Le duc, en secret, n'était pas indifférent pour cette Lucrezia. Maintenant, l'admirant ainsi que Béatrice, il ne pouvait décider laquelle des deux lui plaisait davantage. Pourtant ses craintes étaient pour sa femme. Quand les chevaux sautaient les fossés, il fermait les yeux pour ne pas voir et s'arrêtait de respirer.
Le More grondait sa femme pour ses extravagances, mais ne pouvait se fâcher. Il manquait d'audace, aussi était-il fier de la bravoure de Béatrice.
Les chasseurs disparurent derrière le rideau de roseaux qui bordait le Ticcino où gîtaient les canards sauvages, les bécasses et les hérons.

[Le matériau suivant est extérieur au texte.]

/// The builtin catalog, in display order.
#[rustfmt::skip]
static BUILTIN_METRICS: &[MetricDefinition] = &[
    // Activity
    m("steps", "Steps", "count", Activity, Sum, 0.0, 30000.0),
    m("distance_walking_running", "Walking + Running Distance", "km", Activity, Sum, 0.0, 40.0),
    m("distance_cycling", "Cycling Distance", "km", Activity, Sum, 0.0, 150.0),
    m("distance_swimming", "Swimming Distance", "m", Activity, Sum, 0.0, 5000.0),
    m("distance_wheelchair", "Wheelchair Distance", "km", Activity, Sum, 0.0, 40.0),
    m("flights_climbed", "Flights Climbed", "count", Activity, Sum, 0.0, 100.0),
    m("active_energy", "Active Energy", "kcal", Activity, Sum, 0.0, 3000.0),
    m("basal_energy", "Resting Energy", "kcal", Activity, Sum, 800.0, 2500.0),
    m("exercise_minutes", "Exercise Minutes", "min", Activity, Sum, 0.0, 300.0),
    m("stand_minutes", "Stand Minutes", "min", Activity, Sum, 0.0, 600.0),
    m("stand_hours", "Stand Hours", "h", Activity, Sum, 0.0, 24.0),
    m("move_minutes", "Move Minutes", "min", Activity, Sum, 0.0, 600.0),
    m("push_count", "Wheelchair Pushes", "count", Activity, Sum, 0.0, 5000.0),
    m("swimming_strokes", "Swimming Strokes", "count", Activity, Sum, 0.0, 5000.0),
    m("workout_count", "Workouts", "count", Activity, Sum, 0.0, 10.0),
    m("workout_duration", "Workout Duration", "min", Activity, Sum, 0.0, 300.0),
    m("vo2_max", "Cardio Fitness (VO2 max)", "mL/kg/min", Activity, Latest, 15.0, 70.0).range_only(),
    m("physical_effort", "Physical Effort", "kcal/hr·kg", Activity, Average, 1.0, 15.0),
    m("running_speed", "Running Speed", "m/s", Activity, Average, 1.0, 7.0),
    m("running_power", "Running Power", "W", Activity, Average, 100.0, 500.0),
    m("running_stride_length", "Running Stride Length", "m", Activity, Average, 0.5, 2.5),
    m("running_ground_contact_time", "Ground Contact Time", "ms", Activity, Average, 150.0, 350.0),
    m("running_vertical_oscillation", "Vertical Oscillation", "cm", Activity, Average, 4.0, 14.0),
    m("cycling_speed", "Cycling Speed", "km/h", Activity, Average, 5.0, 50.0),
    m("cycling_power", "Cycling Power", "W", Activity, Average, 50.0, 400.0),
    m("cycling_cadence", "Cycling Cadence", "rpm", Activity, Average, 40.0, 120.0),
    // Body
    m("body_mass", "Weight", "kg", Body, Latest, 30.0, 200.0).with_cloud_fallback(),
    m("body_mass_index", "Body Mass Index", "kg/m²", Body, Latest, 12.0, 50.0),
    m("body_fat_percentage", "Body Fat", "%", Body, Latest, 3.0, 60.0),
    m("lean_body_mass", "Lean Body Mass", "kg", Body, Latest, 20.0, 120.0),
    m("height", "Height", "cm", Body, Latest, 100.0, 220.0),
    m("waist_circumference", "Waist Circumference", "cm", Body, Latest, 50.0, 160.0),
    m("body_temperature", "Body Temperature", "°C", Body, Average, 35.0, 39.0),
    m("basal_body_temperature", "Basal Body Temperature", "°C", Body, Average, 35.5, 37.5),
    m("wrist_temperature", "Wrist Temperature Deviation", "°C", Body, Average, -2.0, 2.0),
    // Heart
    m("heart_rate", "Heart Rate", "bpm", Heart, Average, 40.0, 180.0),
    m("resting_heart_rate", "Resting Heart Rate", "bpm", Heart, Average, 35.0, 100.0).with_cloud_fallback(),
    m("walking_heart_rate_average", "Walking Heart Rate Average", "bpm", Heart, Average, 60.0, 140.0),
    m("heart_rate_variability", "Heart Rate Variability", "ms", Heart, Average, 10.0, 150.0).with_cloud_fallback(),
    m("heart_rate_recovery", "Cardio Recovery", "bpm", Heart, Average, 5.0, 60.0),
    m("atrial_fibrillation_burden", "AFib History", "%", Heart, Latest, 0.0, 100.0).range_only(),
    m("high_heart_rate_events", "High Heart Rate Notifications", "count", Heart, Sum, 0.0, 10.0),
    m("low_heart_rate_events", "Low Heart Rate Notifications", "count", Heart, Sum, 0.0, 10.0),
    m("irregular_rhythm_events", "Irregular Rhythm Notifications", "count", Heart, Sum, 0.0, 10.0),
    m("peripheral_perfusion_index", "Peripheral Perfusion Index", "%", Heart, Average, 0.2, 20.0),
    // Vitals
    m("blood_pressure_systolic", "Blood Pressure (Systolic)", "mmHg", Vitals, Average, 80.0, 180.0),
    m("blood_pressure_diastolic", "Blood Pressure (Diastolic)", "mmHg", Vitals, Average, 50.0, 120.0),
    m("blood_oxygen", "Blood Oxygen", "%", Vitals, Average, 85.0, 100.0),
    m("blood_glucose", "Blood Glucose", "mg/dL", Vitals, Average, 60.0, 250.0),
    m("insulin_delivery", "Insulin Delivery", "IU", Vitals, Sum, 0.0, 100.0),
    m("blood_alcohol_content", "Blood Alcohol Content", "%", Vitals, Average, 0.0, 0.3),
    m("electrodermal_activity", "Electrodermal Activity", "µS", Vitals, Average, 0.1, 20.0),
    // Respiratory
    m("respiratory_rate", "Respiratory Rate", "breaths/min", Respiratory, Average, 8.0, 30.0),
    m("forced_vital_capacity", "Forced Vital Capacity", "L", Respiratory, Latest, 1.0, 7.0),
    m("forced_expiratory_volume", "Forced Expiratory Volume", "L", Respiratory, Latest, 1.0, 6.0),
    m("peak_expiratory_flow", "Peak Expiratory Flow", "L/min", Respiratory, Latest, 100.0, 800.0),
    m("inhaler_usage", "Inhaler Usage", "count", Respiratory, Sum, 0.0, 20.0),
    m("sleeping_breathing_disturbances", "Breathing Disturbances", "count/h", Respiratory, Average, 0.0, 30.0),
    // Sleep
    m("sleep_duration", "Time Asleep", "h", Sleep, Sum, 0.0, 14.0).with_cloud_fallback(),
    m("sleep_in_bed", "Time in Bed", "h", Sleep, Sum, 0.0, 16.0),
    m("sleep_core", "Core Sleep", "h", Sleep, Sum, 0.0, 10.0),
    m("sleep_deep", "Deep Sleep", "h", Sleep, Sum, 0.0, 4.0),
    m("sleep_rem", "REM Sleep", "h", Sleep, Sum, 0.0, 4.0),
    m("sleep_awake", "Awake", "h", Sleep, Sum, 0.0, 4.0),
    m("sleep_efficiency", "Sleep Efficiency", "%", Sleep, Average, 50.0, 100.0),
    m("sleep_latency", "Sleep Latency", "min", Sleep, Average, 0.0, 120.0),
    // Nutrition
    m("dietary_energy", "Dietary Energy", "kcal", Nutrition, Sum, 0.0, 5000.0),
    m("dietary_protein", "Protein", "g", Nutrition, Sum, 0.0, 300.0),
    m("dietary_carbohydrates", "Carbohydrates", "g", Nutrition, Sum, 0.0, 600.0),
    m("dietary_fat_total", "Total Fat", "g", Nutrition, Sum, 0.0, 250.0),
    m("dietary_fat_saturated", "Saturated Fat", "g", Nutrition, Sum, 0.0, 100.0),
    m("dietary_fiber", "Fiber", "g", Nutrition, Sum, 0.0, 80.0),
    m("dietary_sugar", "Sugar", "g", Nutrition, Sum, 0.0, 200.0),
    m("dietary_sodium", "Sodium", "mg", Nutrition, Sum, 0.0, 6000.0),
    m("dietary_cholesterol", "Cholesterol", "mg", Nutrition, Sum, 0.0, 800.0),
    m("dietary_calcium", "Calcium", "mg", Nutrition, Sum, 0.0, 2500.0),
    m("dietary_iron", "Iron", "mg", Nutrition, Sum, 0.0, 50.0),
    m("dietary_potassium", "Potassium", "mg", Nutrition, Sum, 0.0, 6000.0),
    m("dietary_vitamin_c", "Vitamin C", "mg", Nutrition, Sum, 0.0, 500.0),
    m("dietary_vitamin_d", "Vitamin D", "mcg", Nutrition, Sum, 0.0, 100.0),
    m("dietary_caffeine", "Caffeine", "mg", Nutrition, Sum, 0.0, 800.0),
    m("dietary_water", "Water", "mL", Nutrition, Sum, 0.0, 5000.0),
    // Mobility
    m("walking_speed", "Walking Speed", "m/s", Mobility, Average, 0.3, 2.0),
    m("walking_step_length", "Walking Step Length", "cm", Mobility, Average, 30.0, 100.0),
    m("walking_asymmetry", "Walking Asymmetry", "%", Mobility, Average, 0.0, 40.0),
    m("walking_double_support", "Double Support Time", "%", Mobility, Average, 15.0, 45.0),
    m("walking_steadiness", "Walking Steadiness", "%", Mobility, Latest, 0.0, 100.0).range_only(),
    m("stair_ascent_speed", "Stair Speed: Up", "m/s", Mobility, Average, 0.1, 1.0),
    m("stair_descent_speed", "Stair Speed: Down", "m/s", Mobility, Average, 0.1, 1.0),
    m("six_minute_walk_distance", "Six-Minute Walk", "m", Mobility, Latest, 100.0, 800.0).range_only(),
    m("number_of_falls", "Number of Falls", "count", Mobility, Sum, 0.0, 5.0),
    // Mindfulness
    m("mindful_minutes", "Mindful Minutes", "min", Mindfulness, Sum, 0.0, 180.0),
    m("state_of_mind", "State of Mind", "valence", Mindfulness, Average, -1.0, 1.0),
    // Hearing
    m("environmental_audio_exposure", "Environmental Sound Levels", "dBA", Hearing, Average, 30.0, 100.0),
    m("headphone_audio_exposure", "Headphone Audio Levels", "dBA", Hearing, Average, 30.0, 100.0),
    m("environmental_sound_reduction", "Environmental Sound Reduction", "dBA", Hearing, Average, 0.0, 40.0),
    // Reproductive
    m("menstrual_flow", "Menstrual Flow", "level", Reproductive, Latest, 0.0, 4.0),
    m("cervical_mucus_quality", "Cervical Mucus Quality", "level", Reproductive, Latest, 0.0, 5.0),
    m("ovulation_test_result", "Ovulation Test Result", "level", Reproductive, Latest, 0.0, 4.0),
    m("sexual_activity", "Sexual Activity", "count", Reproductive, Sum, 0.0, 10.0),
    // Environment
    m("uv_exposure", "UV Index", "index", Environment, Average, 0.0, 12.0),
    m("time_in_daylight", "Time in Daylight", "min", Environment, Sum, 0.0, 600.0),
    // Hygiene
    m("toothbrushing_events", "Toothbrushing", "count", Hygiene, Sum, 0.0, 5.0),
    m("handwashing_events", "Handwashing", "count", Hygiene, Sum, 0.0, 30.0),
];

Le duc revint dans sa petite salle de travail (studiolo). Là l'attendait son premier secrétaire, directeur des ambassades étrangères, messer Bartolomeo Calco.
IV
Assis dans son haut fauteuil, Ludovic le More, caressait doucement de sa main blanche et soignée ses joues et son menton soigneusement rasés.
Son beau visage avait ce cachet particulier de sincérité que possèdent seuls les plus astucieux politiques. Son grand nez aquilin, ses lèvres fines et tortueuses rappelaient son père, le grand condottiere Francesco Sforza. Mais si Francesco, selon l'expression des poètes, était en même temps lion et renard, son fils n'avait hérité de lui que la ruse du renard sans la vaillance du lion.
Le More portait un habit très simple en soie bleu pâle avec ramages ton sur ton; la coiffure à la mode «pazzera» couvrait ses oreilles et son front presque jusqu'aux sourcils, semblable à une épaisse perruque. Une chaîne d'or pendait sur sa poitrine. Dans ses manières, vis-à-vis de tous, perçait une politesse raffinée.
—Avez-vous quelques renseignements exacts, messer Bartolomeo, sur le passage des troupes françaises à Lyon?